//! SOL <-> lamport conversion.
//!
//! Amounts are handled as [`Decimal`] so that user input like `"2.5"`
//! converts to exactly `2_500_000_000` lamports. Floating point never
//! enters the conversion.

use rust_decimal::prelude::ToPrimitive;
use rust_decimal::Decimal;

use crate::error::SolError;

/// Lamports in one SOL.
pub const LAMPORTS_PER_SOL: u64 = 1_000_000_000;

/// Number of fractional digits a SOL amount can carry.
pub const SOL_DECIMALS: u32 = 9;

/// Convert a SOL amount to lamports without loss.
///
/// Fails if the amount is negative, carries more than [`SOL_DECIMALS`]
/// fractional digits, or does not fit in a `u64`. Zero converts to zero;
/// rejecting it is a policy decision left to the caller.
pub fn sol_to_lamports(sol: Decimal) -> Result<u64, SolError> {
    if sol.is_sign_negative() && !sol.is_zero() {
        return Err(SolError::InvalidAmount(format!("{sol} is negative")));
    }

    let lamports = sol
        .checked_mul(Decimal::from(LAMPORTS_PER_SOL))
        .ok_or_else(|| SolError::InvalidAmount(format!("{sol} SOL is out of range")))?;

    if !lamports.fract().is_zero() {
        return Err(SolError::InvalidAmount(format!(
            "{sol} has more than {SOL_DECIMALS} decimal places"
        )));
    }

    lamports
        .to_u64()
        .ok_or_else(|| SolError::InvalidAmount(format!("{sol} SOL is out of range")))
}

/// Convert lamports to SOL. Always exact.
pub fn lamports_to_sol(lamports: u64) -> Decimal {
    Decimal::from_i128_with_scale(i128::from(lamports), SOL_DECIMALS)
}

_The problem_. Leave out every line above except those from the line with "use rust_decimal::Decimal;" up to and including the line with "has more than", and copy those exactly.

_Task answer_.
use rust_decimal::Decimal;

use crate::error::SolError;

/// Lamports in one SOL.
pub const LAMPORTS_PER_SOL: u64 = 1_000_000_000;

/// Number of fractional digits a SOL amount can carry.
pub const SOL_DECIMALS: u32 = 9;

/// Convert a SOL amount to lamports without loss.
///
/// Fails if the amount is negative, carries more than [`SOL_DECIMALS`]
/// fractional digits, or does not fit in a `u64`. Zero converts to zero;
/// rejecting it is a policy decision left to the caller.
pub fn sol_to_lamports(sol: Decimal) -> Result<u64, SolError> {
    if sol.is_sign_negative() && !sol.is_zero() {
        return Err(SolError::InvalidAmount(format!("{sol} is negative")));
    }

    let lamports = sol
        .checked_mul(Decimal::from(LAMPORTS_PER_SOL))
        .ok_or_else(|| SolError::InvalidAmount(format!("{sol} SOL is out of range")))?;

    if !lamports.fract().is_zero() {
        return Err(SolError::InvalidAmount(format!(
            "{sol} has more than {SOL_DECIMALS} decimal places"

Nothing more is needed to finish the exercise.